Стихи не лишены интереса: они беспомощные, но нельзя назвать их вялыми. В них есть наивная выразительность, как в стихах детей, и много энергии, темперамента — больше, чем может вместить версификаторская техника юного автора. Этим они похожи на ранние поэтические опыты многих его ровесников. Несколькими годами позже А. Сурков хорошо сказал об этом напоре чувств и неумении выразить их адекватно:
И в этом же стихотворении: «Мне хочется петь, но рука бескультурья зажала широкие крылья стиха». Капиев мог бы сказать о себе этими же словами.
Вскоре в столь удачно складывающейся судьбе юноши Капиева появились неожиданные затруднения. В ноябре 1923 года было принято решение делать ставку на тюркский (так называли в те годы азербайджанский) язык, как единый государственный язык Дагестана. (На близком к нему языке говорили кумыки; его хорошо знали — как язык межплеменного общения — народности южного Дагестана.) И преподавание в школах второй ступени решено было строить на тюркском языке.
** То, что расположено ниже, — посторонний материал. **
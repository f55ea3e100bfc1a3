//! Canonical fields and the column resolver.
//!
//! Each canonical field is resolved against the columns of the dataset's
//! first record by trying strategies in order: exact alias, case-insensitive
//! alias substring, and (for device type, building and floor only) a
//! distinct-value statistic over the whole dataset. Name-based strategies run
//! for every field before the statistical fallback runs for any field.

use std::{
    cell::OnceCell,
    collections::{BTreeMap, HashMap, HashSet},
    fmt,
    str::FromStr,
};

use anyhow::{Result, anyhow};
use log::debug;
use serde::{Deserialize, Serialize};

use crate::{config::AliasTable, record::Dataset};

#[derive(
    Debug, Clone, Copy, PartialEq, Eq, Hash, PartialOrd, Ord, Serialize, Deserialize,
)]
#[serde(rename_all = "snake_case")]
pub enum CanonicalField {
    Building,
    Floor,
    DeviceType,
    DeviceId,
    Location,
}

impl CanonicalField {
    pub const ALL: [CanonicalField; 5] = [
        CanonicalField::Building,
        CanonicalField::Floor,
        CanonicalField::DeviceType,
        CanonicalField::DeviceId,
        CanonicalField::Location,
    ];

    pub fn index(self) -> usize {
        self as usize
    }

    pub fn as_str(self) -> &'static str {
        match self {
            CanonicalField::Building => "building",
            CanonicalField::Floor => "floor",
            CanonicalField::DeviceType => "device_type",
            CanonicalField::DeviceId => "device_id",
            CanonicalField::Location => "location",
        }
    }
}

impl fmt::Display for CanonicalField {
    fn fmt(&self, f: &mut fmt::Formatter<'_>) -> fmt::Result {
        f.write_str(self.as_str())
    }
}

impl FromStr for CanonicalField {
    type Err = anyhow::Error;

    fn from_str(value: &str) -> Result<Self> {
        let normalized = value.trim().to_ascii_lowercase().replace('-', "_");
        match normalized.as_str() {
            "building" => Ok(CanonicalField::Building),
            "floor" => Ok(CanonicalField::Floor),
            "device_type" | "devicetype" | "type" => Ok(CanonicalField::DeviceType),
            "device_id" | "deviceid" | "id" => Ok(CanonicalField::DeviceId),
            "location" => Ok(CanonicalField::Location),
            _ => Err(anyhow!(
                "Unknown field '{value}' (expected building, floor, device_type, device_id or location)"
            )),
        }
    }
}

/// How a mapping entry was obtained.
#[derive(Debug, Clone, Copy, PartialEq, Eq, Serialize)]
#[serde(rename_all = "snake_case")]
pub enum MappingSource {
    Exact,
    Substring,
    Statistical,
    Override,
}

impl fmt::Display for MappingSource {
    fn fmt(&self, f: &mut fmt::Formatter<'_>) -> fmt::Result {
        let label = match self {
            MappingSource::Exact => "exact alias",
            MappingSource::Substring => "alias substring",
            MappingSource::Statistical => "distinct-value statistics",
            MappingSource::Override => "override",
        };
        f.write_str(label)
    }
}

#[derive(Debug, Clone, PartialEq, Eq, Serialize)]
pub struct MappingEntry {
    pub column: String,
    pub source: MappingSource,
}

/// Canonical field -> source column. Unset entries mean no column supplies the field.
#[derive(Debug, Clone, PartialEq, Eq, Default)]
pub struct FieldMapping {
    entries: [Option<MappingEntry>; 5],
}

impl FieldMapping {
    pub fn get(&self, field: CanonicalField) -> Option<&str> {
        self.entries[field.index()]
            .as_ref()
            .map(|entry| entry.column.as_str())
    }

    pub fn entry(&self, field: CanonicalField) -> Option<&MappingEntry> {
        self.entries[field.index()].as_ref()
    }

    pub fn set(&mut self, field: CanonicalField, column: Option<String>, source: MappingSource) {
        self.entries[field.index()] = column.map(|column| MappingEntry { column, source });
    }

    pub fn is_assigned(&self, column: &str) -> bool {
        self.entries
            .iter()
            .flatten()
            .any(|entry| entry.column == column)
    }

    pub fn iter(&self) -> impl Iterator<Item = (CanonicalField, Option<&MappingEntry>)> {
        CanonicalField::ALL
            .into_iter()
            .map(|field| (field, self.entry(field)))
    }

    /// Replaces the entries named by `overrides`; the rest stay as they are.
    pub fn apply_override(&mut self, overrides: &MappingOverride) {
        for (field, column) in &overrides.entries {
            self.set(*field, column.clone(), MappingSource::Override);
        }
    }
}

/// A partial mapping supplied by the user. `None` clears an entry.
#[derive(Debug, Clone, PartialEq, Eq, Default)]
pub struct MappingOverride {
    entries: BTreeMap<CanonicalField, Option<String>>,
}

impl MappingOverride {
    pub fn new() -> Self {
        Self::default()
    }

    pub fn assign(mut self, field: CanonicalField, column: impl Into<String>) -> Self {
        self.entries.insert(field, Some(column.into()));
        self
    }

    pub fn clear(mut self, field: CanonicalField) -> Self {
        self.entries.insert(field, None);
        self
    }

    pub fn is_empty(&self) -> bool {
        self.entries.is_empty()
    }

    pub fn len(&self) -> usize {
        self.entries.len()
    }
}

/// Parses `field=column` assignments; an empty column clears the field.
pub fn parse_overrides(specs: &[String]) -> Result<MappingOverride> {
    let mut overrides = MappingOverride::new();
    for spec in specs {
        let (field, column) = spec
            .split_once('=')
            .ok_or_else(|| anyhow!("Mapping override '{spec}' must look like field=column"))?;
        let field: CanonicalField = field.parse()?;
        let column = column.trim();
        overrides = if column.is_empty() {
            overrides.clear(field)
        } else {
            overrides.assign(field, column)
        };
    }
    Ok(overrides)
}

#[derive(Debug, Clone, Copy, PartialEq, Eq)]
enum MatchStrategy {
    Exact,
    Substring,
    Statistical,
}

const NAME_STRATEGIES: [MatchStrategy; 2] = [MatchStrategy::Exact, MatchStrategy::Substring];
const STATISTICAL_FIELDS: [CanonicalField; 3] = [
    CanonicalField::DeviceType,
    CanonicalField::Building,
    CanonicalField::Floor,
];

struct ResolveContext<'a> {
    dataset: &'a Dataset,
    columns: Vec<&'a str>,
    aliases: &'a AliasTable,
    distinct: OnceCell<HashMap<&'a str, usize>>,
}

impl<'a> ResolveContext<'a> {
    fn distinct_count(&self, column: &str) -> usize {
        let counts = self.distinct.get_or_init(|| {
            self.columns
                .iter()
                .map(|&column| (column, count_distinct(self.dataset, column)))
                .collect()
        });
        counts.get(column).copied().unwrap_or_default()
    }
}

fn count_distinct(dataset: &Dataset, column: &str) -> usize {
    dataset
        .records()
        .iter()
        .map(|record| record.text(column).map(|text| text.into_owned()))
        .collect::<HashSet<Option<String>>>()
        .len()
}

impl MatchStrategy {
    fn source(self) -> MappingSource {
        match self {
            MatchStrategy::Exact => MappingSource::Exact,
            MatchStrategy::Substring => MappingSource::Substring,
            MatchStrategy::Statistical => MappingSource::Statistical,
        }
    }

    fn select<'a>(
        self,
        field: CanonicalField,
        ctx: &ResolveContext<'a>,
        mapping: &FieldMapping,
    ) -> Option<&'a str> {
        let aliases = ctx.aliases.for_field(field);
        match self {
            MatchStrategy::Exact => aliases
                .iter()
                .find_map(|alias| ctx.columns.iter().copied().find(|c| *c == alias.as_str())),
            MatchStrategy::Substring => {
                let lowered = aliases
                    .iter()
                    .map(|alias| alias.to_lowercase())
                    .collect::<Vec<_>>();
                ctx.columns.iter().copied().find(|column| {
                    let column = column.to_lowercase();
                    lowered.iter().any(|alias| column.contains(alias.as_str()))
                })
            }
            MatchStrategy::Statistical => {
                let records = ctx.dataset.len();
                // distinct * divisor < records, i.e. distinct < records / divisor
                let divisor = match field {
                    CanonicalField::DeviceType => 3,
                    CanonicalField::Building | CanonicalField::Floor => 2,
                    CanonicalField::DeviceId | CanonicalField::Location => return None,
                };
                let mut candidates = ctx
                    .columns
                    .iter()
                    .copied()
                    .filter(|column| !mapping.is_assigned(column))
                    .map(|column| (column, ctx.distinct_count(column)))
                    .filter(|(_, distinct)| *distinct > 1 && distinct * divisor < records);
                if field == CanonicalField::DeviceType {
                    candidates
                        .min_by_key(|(_, distinct)| *distinct)
                        .map(|(column, _)| column)
                } else {
                    candidates.next().map(|(column, _)| column)
                }
            }
        }
    }
}

/// Infers a mapping for `dataset` without any user guidance.
pub fn infer_mapping(dataset: &Dataset, aliases: &AliasTable) -> FieldMapping {
    let ctx = ResolveContext {
        dataset,
        columns: dataset.columns(),
        aliases,
        distinct: OnceCell::new(),
    };
    let mut mapping = FieldMapping::default();
    if ctx.columns.is_empty() {
        debug!("Dataset has no columns; mapping left unset");
        return mapping;
    }

    for field in CanonicalField::ALL {
        for strategy in NAME_STRATEGIES {
            if let Some(column) = strategy.select(field, &ctx, &mapping) {
                debug!("{field} -> '{column}' ({})", strategy.source());
                mapping.set(field, Some(column.to_string()), strategy.source());
                break;
            }
        }
    }

    for field in STATISTICAL_FIELDS {
        if mapping.get(field).is_some() {
            continue;
        }
        let strategy = MatchStrategy::Statistical;
        match strategy.select(field, &ctx, &mapping) {
            Some(column) => {
                debug!("{field} -> '{column}' ({})", strategy.source());
                mapping.set(field, Some(column.to_string()), strategy.source());
            }
            None => debug!("{field} left unset: no column qualifies"),
        }
    }

    mapping
}
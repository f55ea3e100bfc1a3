use std::{
    cmp::Ordering,
    collections::{BTreeMap, BTreeSet},
    sync::LazyLock,
};

use itertools::Itertools;
use regex::Regex;

use crate::{
    mapping::{CanonicalField, FieldMapping},
    record::{Dataset, RawRecord},
};

static FLOOR_NUMBER: LazyLock<Regex> =
    LazyLock::new(|| Regex::new(r"-?\d+").expect("floor number pattern is valid"));

/// Per-field selected values plus an optional free-text term.
/// An empty selection puts no restriction on its field.
#[derive(Debug, Clone, Default, PartialEq, Eq)]
pub struct FilterState {
    selections: BTreeMap<CanonicalField, BTreeSet<String>>,
    search: Option<String>,
}

impl FilterState {
    pub fn new() -> Self {
        Self::default()
    }

    /// Replaces the selection of `field`. An empty iterator lifts the restriction.
    pub fn select<I, S>(&mut self, field: CanonicalField, values: I)
    where
        I: IntoIterator<Item = S>,
        S: Into<String>,
    {
        let values = values.into_iter().map(Into::into).collect::<BTreeSet<_>>();
        if values.is_empty() {
            self.selections.remove(&field);
        } else {
            self.selections.insert(field, values);
        }
    }

    pub fn selection(&self, field: CanonicalField) -> Option<&BTreeSet<String>> {
        self.selections.get(&field)
    }

    pub fn active_fields(&self) -> impl Iterator<Item = CanonicalField> + '_ {
        self.selections.keys().copied()
    }

    /// Sets the search term; blank terms clear it.
    pub fn set_search(&mut self, term: &str) {
        let trimmed = term.trim();
        self.search = (!trimmed.is_empty()).then(|| trimmed.to_string());
    }

    pub fn clear_search(&mut self) {
        self.search = None;
    }

    pub fn search_term(&self) -> Option<&str> {
        self.search.as_deref()
    }

    pub fn is_unrestricted(&self) -> bool {
        self.selections.is_empty() && self.search.is_none()
    }

    pub fn reset(&mut self) {
        self.selections.clear();
        self.search = None;
    }
}

/// Order-preserving subset of a dataset, held as record positions.
#[derive(Debug, Clone, PartialEq)]
pub struct FilteredView<'a> {
    dataset: &'a Dataset,
    indices: Vec<usize>,
}

impl<'a> FilteredView<'a> {
    pub fn all(dataset: &'a Dataset) -> Self {
        Self {
            dataset,
            indices: (0..dataset.len()).collect(),
        }
    }

    pub fn len(&self) -> usize {
        self.indices.len()
    }

    pub fn is_empty(&self) -> bool {
        self.indices.is_empty()
    }

    /// Positions of the matching records within the dataset.
    pub fn indices(&self) -> &[usize] {
        &self.indices
    }

    pub fn get(&self, position: usize) -> Option<&'a RawRecord> {
        self.indices
            .get(position)
            .and_then(|&index| self.dataset.get(index))
    }

    pub fn records(&self) -> impl Iterator<Item = &'a RawRecord> + '_ {
        self.indices
            .iter()
            .filter_map(|&index| self.dataset.get(index))
    }

    fn retain<F>(mut self, mut keep: F) -> Self
    where
        F: FnMut(&RawRecord) -> bool,
    {
        let dataset = self.dataset;
        self.indices
            .retain(|&index| dataset.get(index).is_some_and(&mut keep));
        self
    }
}

pub fn record_matches_fields(
    record: &RawRecord,
    mapping: &FieldMapping,
    state: &FilterState,
) -> bool {
    for (field, selected) in &state.selections {
        let Some(column) = mapping.get(*field) else {
            continue;
        };
        let matched = record
            .text(column)
            .is_some_and(|value| selected.contains(&*value));
        if !matched {
            return false;
        }
    }
    true
}

/// `needle` must already be lower-cased.
pub fn record_matches_search(record: &RawRecord, needle: &str) -> bool {
    record
        .iter()
        .filter_map(|(_, value)| value.as_text())
        .any(|text| text.to_lowercase().contains(needle))
}

pub fn apply_field_filters<'a>(
    dataset: &'a Dataset,
    mapping: &FieldMapping,
    state: &FilterState,
) -> FilteredView<'a> {
    FilteredView::all(dataset).retain(|record| record_matches_fields(record, mapping, state))
}

/// Field filters first, then the search term narrows what they left.
pub fn compute_filtered_view<'a>(
    dataset: &'a Dataset,
    mapping: &FieldMapping,
    state: &FilterState,
) -> FilteredView<'a> {
    let view = apply_field_filters(dataset, mapping, state);
    match state.search_term() {
        Some(term) => {
            let needle = term.to_lowercase();
            view.retain(|record| record_matches_search(record, &needle))
        }
        None => view,
    }
}

/// Distinct non-blank values of `field` across the dataset, ordered for display.
///
/// Buildings sort lexically, floors numeric-first, everything else keeps
/// first-seen order.
pub fn observed_values(
    dataset: &Dataset,
    mapping: &FieldMapping,
    field: CanonicalField,
) -> Vec<String> {
    let Some(column) = mapping.get(field) else {
        return Vec::new();
    };
    let mut values = dataset
        .records()
        .iter()
        .filter_map(|record| record.display_text(column))
        .map(|text| text.into_owned())
        .unique()
        .collect::<Vec<_>>();
    match field {
        CanonicalField::Building => values.sort(),
        CanonicalField::Floor => values.sort_by(|a, b| compare_floors(a, b)),
        _ => {}
    }
    values
}

/// First signed integer inside a floor label: `"B1"` -> 1, `"-1层"` -> -1.
pub fn extract_floor_number(value: &str) -> Option<i64> {
    FLOOR_NUMBER
        .find(value)
        .and_then(|found| found.as_str().parse().ok())
}

fn compare_floors(a: &str, b: &str) -> Ordering {
    match (extract_floor_number(a), extract_floor_number(b)) {
        (Some(left), Some(right)) => left.cmp(&right).then_with(|| a.cmp(b)),
        (Some(_), None) => Ordering::Less,
        (None, Some(_)) => Ordering::Greater,
        (None, None) => a.cmp(b),
    }
}
#![allow(dead_code)]

use std::fs::File;
use std::io::Write;
use std::path::{Path, PathBuf};

use inspection_view::{ingest::Payload, session::Session};
use serde_json::{Value, json};
use tempfile::{TempDir, tempdir};

/// Scratch directory helper that cleans up files automatically on drop.
pub struct TestWorkspace {
    temp_dir: TempDir,
}

impl TestWorkspace {
    /// Creates a fresh scratch directory for the current test case.
    pub fn new() -> Self {
        Self {
            temp_dir: tempdir().expect("temp dir"),
        }
    }

    /// Returns the root path for all files owned by this workspace.
    pub fn path(&self) -> &Path {
        self.temp_dir.path()
    }

    /// Writes `contents` into a file under the workspace and returns the path.
    pub fn write(&self, name: &str, contents: &str) -> PathBuf {
        let path = self.temp_dir.path().join(name);
        let mut file = File::create(&path).expect("create temp file");
        file.write_all(contents.as_bytes())
            .expect("write temp file contents");
        path
    }

    /// Serializes `value` as pretty JSON into `name`.
    pub fn write_json(&self, name: &str, value: &Value) -> PathBuf {
        let text = serde_json::to_string_pretty(value).expect("serialize json");
        self.write(name, &text)
    }
}

/// Eight inspection records across two buildings using Chinese column names.
pub fn inspection_records() -> Value {
    json!([
        {"楼宇": "A座", "楼层": "1F", "设备类型": "烟感", "设备编号": "A-101", "位置": "大堂"},
        {"楼宇": "A座", "楼层": "2F", "设备类型": "烟感", "设备编号": "A-201", "位置": "走廊"},
        {"楼宇": "A座", "楼层": "2F", "设备类型": "消火栓", "设备编号": "A-202", "位置": "楼梯间"},
        {"楼宇": "A座", "楼层": "B1", "设备类型": "风机", "设备编号": "A-B01", "位置": "机房"},
        {"楼宇": "B座", "楼层": "1F", "设备类型": "烟感", "设备编号": "B-101", "位置": "near A-101"},
        {"楼宇": "B座", "楼层": "3F", "设备类型": "风机", "设备编号": "B-301", "位置": "屋面"},
        {"楼宇": "B座", "楼层": "3F", "设备类型": "消火栓", "设备编号": "B-302", "位置": ""},
        {"楼宇": "B座", "楼层": "10F", "设备类型": "烟感", "设备编号": "B-1001"}
    ])
}

pub fn loaded_session(records: Value) -> Session {
    let mut session = Session::default();
    session
        .load(Payload::from_json(records))
        .expect("load records");
    session
}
Решение это распространилось и на техникум, где учился Эффенди. В его планы это совсем не входило. И с осени 1925 года Капиев вместе со своими друзьями перешел в шестой класс школы № 1, где обучение продолжали вести на русском языке. В школе за год они прошли курс двух лет и перешли в восьмой класс.
Дома в это время дела резко ухудшились. Отец работал в Сальске. Денег, которые он присылал, не хватало. Матери пришлось пойти работать на завод, чтобы кормить остававшихся с ней детей. (Старшая дочь в это время училась в Бакинском техникуме.) «Мне было шестнадцать лет, но я был бледный, низенький, слабый, — писал через несколько лет Капиев в автобиографическом рассказе «Один взгляд», одном из самых ранних. — Старая мать моя, выбиваясь из сил, с большим трудом кормила детей. Работала она на заводе, получая три с половиной копейки за час, а в семье, кроме меня, было еще три дочери, — самой старшей шел пятнадцатый год. Жили мы в Дагестане, в городе… (Лучше не скажу — в каком!) Мать свою я видел только раз в сутки. Поздно ночью тихо приходила она домой, ни слова ни говоря, раздевалась, падала на постель и засыпала. Порою я слышал слабые стоны, и тогда мне становилось жутко, бесконечно жаль ее, сестер, себя и после этого обыкновенно, расстроенный, долго не мог заснуть. Самая старшая из сестер смотрела за домом и носила обед матери на завод. Это была худая, грубая и молчаливая девочка. Матери моей было около сорока лет, но, преждевременно поседевшая и осунувшаяся, она выглядела старухой: лицо было все в морщинах, тело одеревенело, угловатые руки широки и мозолисты. Я знаю: ее единственная цель в жизни была увидеть меня почетным и богатым. Иногда, когда у нас бывало особенно тяжело, я просил ее разрешить мне бросить ученье и поступить на какую-нибудь службу. Я просил ее, а самому так хотелось учиться, так хотелось! Но мать всегда почти сразу отвечала:
— Нет, не надо! — и, тяжело вздохнув, прибавляла: — Родненький, потерпи!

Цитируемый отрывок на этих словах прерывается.